■ Data provided ■
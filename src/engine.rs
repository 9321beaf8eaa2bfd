use serde::{Deserialize, Serialize};
use serde_json::Value;
use tracing::{debug, info, warn};
use uuid::Uuid;

use crate::audit_log::{AuditLog, AuditLogEntry};
use crate::automation::{low_marks, low_stock, ActionSpec, RuleOutcome, RuleSet};
use crate::command::{ChartKind, CommandParser, ParsedCommand, ScanRequest, Verb};
use crate::config::EngineConfig;
use crate::dataset::{Dataset, TypeTag};
use crate::error::{EngineError, EngineResult};
use crate::execution::{AggregateMetric, ChartPoint, Executor, RowSelection};
use crate::insights::{InsightGenerator, InsightRecord};
use crate::metadata::{inspect, Schema};
use crate::quality::{QualityDetector, QualityFlag, QualityReport};
use crate::query::{serialize_predicate, CompilerExplanation, Predicate, PredicateCompiler};

/// Aggregated series behind a chart command
#[derive(Clone, Debug, PartialEq, Serialize, Deserialize)]
pub struct ChartSeries {
    pub kind: ChartKind,
    pub metric: AggregateMetric,
    pub value_column: Option<String>,
    pub group_column: String,
    pub points: Vec<ChartPoint>,
}

/// Result of one command
#[derive(Clone, Debug, PartialEq)]
pub enum CommandOutcome {
    /// show / filter / sort / remove: a new snapshot.
    /// `rows` are source row indices: the kept rows for show and filter,
    /// the new order for sort and the deleted rows for remove.
    Rows {
        dataset: Dataset,
        predicate: Option<Predicate>,
        rows: Vec<usize>,
    },
    /// highlight: row indices plus any data-quality flags behind them
    Highlight {
        rows: Vec<usize>,
        predicate: Option<Predicate>,
        flags: Vec<QualityFlag>,
    },
    Chart(ChartSeries),
    Insights(Vec<InsightRecord>),
}

impl CommandOutcome {
    pub fn predicate(&self) -> Option<&Predicate> {
        match self {
            CommandOutcome::Rows { predicate, .. } | CommandOutcome::Highlight { predicate, .. } => predicate.as_ref(),
            CommandOutcome::Chart(_) | CommandOutcome::Insights(_) => None,
        }
    }

    /// Rows produced or matched, for logging and the audit trail
    pub fn row_count(&self) -> usize {
        match self {
            CommandOutcome::Rows { rows, .. } | CommandOutcome::Highlight { rows, .. } => rows.len(),
            CommandOutcome::Chart(series) => series.points.iter().map(|p| p.rows).sum(),
            CommandOutcome::Insights(records) => records.first().map_or(0, |r| r.evidence_row_count),
        }
    }
}

/// Main engine interface: command text in, outcome out.
///
/// The engine holds no dataset. Every call receives the current snapshot and
/// derives its schema from it, so a reshaped dataset is always seen fresh.
pub struct SheetEngine {
    config: EngineConfig,
    parser: CommandParser,
    compiler: PredicateCompiler,
    executor: Executor,
    detector: QualityDetector,
    insights: InsightGenerator,
    rules: RuleSet,
    audit: AuditLog,
}

impl SheetEngine {
    pub fn new(config: EngineConfig) -> EngineResult<Self> {
        config.validate()?;
        Ok(Self {
            parser: CommandParser::new(&config),
            compiler: PredicateCompiler::new(&config),
            executor: Executor::new(&config),
            detector: QualityDetector::new(&config),
            insights: InsightGenerator::new(&config),
            rules: RuleSet::new(&config),
            audit: AuditLog::new(config.audit_capacity),
            config,
        })
    }

    pub fn config(&self) -> &EngineConfig {
        &self.config
    }

    pub fn schema(&self, dataset: &Dataset) -> Schema {
        inspect(dataset, &self.config)
    }

    /// Run one command against `dataset`. Every call is audited, failures included.
    pub fn execute(&mut self, text: &str, dataset: &Dataset) -> EngineResult<CommandOutcome> {
        let parsed = match self.parser.parse(text) {
            Ok(parsed) => parsed,
            Err(error) => {
                warn!(error = %error, "command rejected");
                self.audit.log_failure(text, None, &error.to_string());
                return Err(error);
            }
        };

        match self.run(&parsed, dataset) {
            Ok(outcome) => {
                info!(
                    verb = %parsed.verb,
                    rows = outcome.row_count(),
                    "command executed"
                );
                self.audit.log_success(
                    text,
                    parsed.verb.as_str(),
                    outcome.predicate().map(serialize_predicate),
                    Some(outcome.row_count()),
                );
                Ok(outcome)
            }
            Err(error) => {
                if error.is_user_error() {
                    warn!(verb = %parsed.verb, error = %error, "command failed");
                } else {
                    tracing::error!(verb = %parsed.verb, error = %error, "internal error while executing command");
                }
                self.audit.log_failure(text, Some(parsed.verb.as_str()), &error.to_string());
                Err(error)
            }
        }
    }

    /// Parse and compile without executing; shows how each column phrase was resolved
    pub fn explain(&self, text: &str, dataset: &Dataset) -> EngineResult<Vec<CompilerExplanation>> {
        let parsed = self.parser.parse(text)?;
        let schema = self.schema(dataset);
        Ok(self.compiler.compile_explained(&parsed, &schema)?.explanations)
    }

    fn run(&self, parsed: &ParsedCommand, dataset: &Dataset) -> EngineResult<CommandOutcome> {
        let schema = self.schema(dataset);

        if let Some(scan) = &parsed.scan {
            return self.run_scan(parsed.verb, scan, dataset, &schema);
        }

        let predicate = self.compiler.compile(parsed, &schema)?;
        let selection = self.executor.select_rows(predicate.as_ref(), dataset)?;

        match parsed.verb {
            Verb::Show | Verb::Filter => Ok(CommandOutcome::Rows {
                dataset: self.executor.select(dataset, &selection)?,
                predicate,
                rows: selection.indices(),
            }),
            Verb::Highlight => Ok(CommandOutcome::Highlight {
                rows: selection.indices(),
                predicate,
                flags: Vec::new(),
            }),
            Verb::Remove => {
                if predicate.is_none() {
                    return Err(EngineError::parse(
                        "remove needs a condition, e.g. 'remove rows where status is closed'",
                        parsed.text.clone(),
                    ));
                }
                Ok(CommandOutcome::Rows {
                    dataset: self.executor.remove(dataset, &selection)?,
                    predicate,
                    rows: selection.indices(),
                })
            }
            Verb::Sort => {
                let spec = parsed
                    .sort
                    .as_ref()
                    .ok_or_else(|| EngineError::internal("sort command without a sort column"))?;
                let column = self.compiler.resolve_column(&spec.column, &schema)?;
                let order = self.executor.sort_order(
                    dataset,
                    &column.name,
                    column.inferred_type,
                    spec.descending,
                    Some(&selection),
                )?;
                Ok(CommandOutcome::Rows {
                    dataset: dataset.take_rows(&order)?,
                    predicate,
                    rows: order,
                })
            }
            Verb::Chart => self.run_chart(parsed, dataset, &schema, predicate.as_ref()),
            Verb::Summarize => {
                let columns = parsed
                    .focus
                    .iter()
                    .map(|phrase| Ok(self.compiler.resolve_column(phrase, &schema)?.name.clone()))
                    .collect::<EngineResult<Vec<String>>>()?;
                Ok(CommandOutcome::Insights(self.insights.generate_for_columns(
                    dataset,
                    &schema,
                    predicate.as_ref(),
                    &columns,
                )?))
            }
        }
    }

    fn run_scan(&self, verb: Verb, scan: &ScanRequest, dataset: &Dataset, schema: &Schema) -> EngineResult<CommandOutcome> {
        let column = match &scan.column {
            Some(phrase) => Some(self.compiler.resolve_column(phrase, schema)?.name.clone()),
            None => None,
        };
        let report = self
            .detector
            .scan_kinds(dataset, schema, &scan.kinds, column.as_deref())?;
        let rows = report.flagged_rows();

        match verb {
            Verb::Highlight => Ok(CommandOutcome::Highlight {
                rows,
                predicate: None,
                flags: report.flags,
            }),
            Verb::Remove => {
                let selection = RowSelection::from_indices(dataset.row_count(), &rows);
                Ok(CommandOutcome::Rows {
                    dataset: self.executor.remove(dataset, &selection)?,
                    predicate: None,
                    rows,
                })
            }
            Verb::Show | Verb::Filter => {
                let selection = RowSelection::from_indices(dataset.row_count(), &rows);
                Ok(CommandOutcome::Rows {
                    dataset: self.executor.select(dataset, &selection)?,
                    predicate: None,
                    rows,
                })
            }
            Verb::Sort | Verb::Chart | Verb::Summarize => Err(EngineError::parse(
                format!("'{}' cannot be combined with a data-quality scan", verb),
                verb.as_str(),
            )),
        }
    }

    fn run_chart(
        &self,
        parsed: &ParsedCommand,
        dataset: &Dataset,
        schema: &Schema,
        predicate: Option<&Predicate>,
    ) -> EngineResult<CommandOutcome> {
        let spec = parsed
            .chart
            .as_ref()
            .ok_or_else(|| EngineError::internal("chart command without a chart spec"))?;
        let group = self.compiler.resolve_column(&spec.group_column, schema)?;
        let value = spec
            .value_column
            .as_deref()
            .map(|phrase| self.compiler.resolve_column(phrase, schema))
            .transpose()?;

        let metric = match (spec.metric, value) {
            (Some(metric), _) => metric,
            (None, Some(column)) if column.inferred_type == TypeTag::Numeric => AggregateMetric::Sum,
            (None, _) => AggregateMetric::Count,
        };
        if let Some(column) = value {
            if metric.needs_numeric() && column.inferred_type != TypeTag::Numeric {
                return Err(EngineError::type_mismatch(&column.name, TypeTag::Numeric.as_str(), metric.as_str()));
            }
        }

        let mut points = self.executor.group_aggregate(
            &group.name,
            value.map(|c| c.name.as_str()),
            metric,
            dataset,
            predicate,
        )?;
        if spec.kind == ChartKind::Line {
            points = self.executor.order_by_category(points, group.inferred_type);
        }
        Ok(CommandOutcome::Chart(ChartSeries {
            kind: spec.kind,
            metric,
            value_column: value.map(|c| c.name.clone()),
            group_column: group.name.clone(),
            points: self.executor.limit_series(spec.kind, points),
        }))
    }

    /// Full data-quality report, optionally with matches of an ad-hoc condition
    /// ("revenue < 0") flagged alongside the fixed scans
    pub fn quality_report(&self, dataset: &Dataset, condition: Option<&str>) -> EngineResult<QualityReport> {
        let schema = self.schema(dataset);
        let predicate = match condition {
            Some(text) => self.compile_condition(text, &schema)?,
            None => None,
        };
        self.detector.scan(dataset, &schema, predicate.as_ref())
    }

    /// Compile a bare condition, with or without a leading verb
    fn compile_condition(&self, text: &str, schema: &Schema) -> EngineResult<Option<Predicate>> {
        let parsed = match self.parser.parse(text) {
            Ok(parsed) => parsed,
            Err(EngineError::Parse { .. }) => self.parser.parse(&format!("show {}", text))?,
            Err(other) => return Err(other),
        };
        self.compiler.compile(&parsed, schema)
    }

    /// Create an automation rule from a condition such as "stock below 10"
    pub fn create_rule(&mut self, name: &str, condition: &str, action: ActionSpec, dataset: &Dataset) -> EngineResult<Uuid> {
        let schema = self.schema(dataset);
        let trigger = self
            .compile_condition(condition, &schema)?
            .ok_or_else(|| EngineError::parse("a rule needs a condition", condition))?;
        self.rules.add(name, trigger, action)
    }

    /// Add the keyword presets that fit this dataset. A preset already
    /// registered with the same name and trigger is skipped; returns the ids
    /// actually added.
    pub fn add_presets(&mut self, dataset: &Dataset) -> Vec<Uuid> {
        let schema = self.schema(dataset);
        let presets = [
            low_marks(&schema, crate::automation::LOW_MARKS_THRESHOLD),
            low_stock(&schema, crate::automation::LOW_STOCK_THRESHOLD),
        ];
        let mut added = Vec::new();
        for rule in presets.into_iter().flatten() {
            if self.rules.contains_equivalent(&rule.name, &rule.trigger) {
                debug!(name = %rule.name, "automation preset already present");
                continue;
            }
            info!(name = %rule.name, "automation preset added");
            added.push(self.rules.insert(rule));
        }
        added
    }

    /// Re-evaluate every active rule; call whenever the dataset changes
    pub fn refresh_rules(&mut self, dataset: &Dataset) -> Vec<RuleOutcome> {
        let schema = self.schema(dataset);
        self.rules.refresh(dataset, &schema)
    }

    pub fn rules(&self) -> &RuleSet {
        &self.rules
    }

    pub fn rules_mut(&mut self) -> &mut RuleSet {
        &mut self.rules
    }

    /// Plain-JSON export of every rule for an external store
    pub fn export_rules(&self) -> EngineResult<Value> {
        self.rules.export()
    }

    /// Load exported rules; stale ones come back deactivated and are reported
    pub fn restore_rules(&mut self, exported: &Value, dataset: &Dataset) -> EngineResult<Vec<EngineError>> {
        let schema = self.schema(dataset);
        self.rules.restore(exported, &schema)
    }

    pub fn audit_entries(&self) -> Vec<AuditLogEntry> {
        self.audit.get_entries()
    }

    pub fn help() -> &'static str {
        HELP_TEXT
    }
}

const HELP_TEXT: &str = "\
Commands start with a verb:
  show | filter     show rows where revenue is greater than 1000 and region is west
  highlight         highlight rows where stock is below 10
                    highlight rows with missing values
  sort              sort by revenue descending where region is west
  remove            remove rows where status is closed
                    remove duplicates
  chart             chart average revenue by region
                    pie chart of region
                    line chart of sum of revenue by day
  summarize         summarize where region is west

Operators: =, !=, >, >=, <, <=, equals, is, is not, greater than, less than,
at least, at most, contains, does not contain, before, after, is empty, is not empty

Combining conditions: 'and', 'or' and 'not' are applied strictly left to right.
'and' and 'or' have the SAME precedence, so
  a or b and c   means   (a or b) and c
'not' applies only to the condition right after it.
";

■ What to produce ■
Check each line of the data above for the string "InsightGenerator", and copy the ones that have it.

■ Problem solution ■
use crate::insights::{InsightGenerator, InsightRecord};
    insights: InsightGenerator,
            insights: InsightGenerator::new(&config),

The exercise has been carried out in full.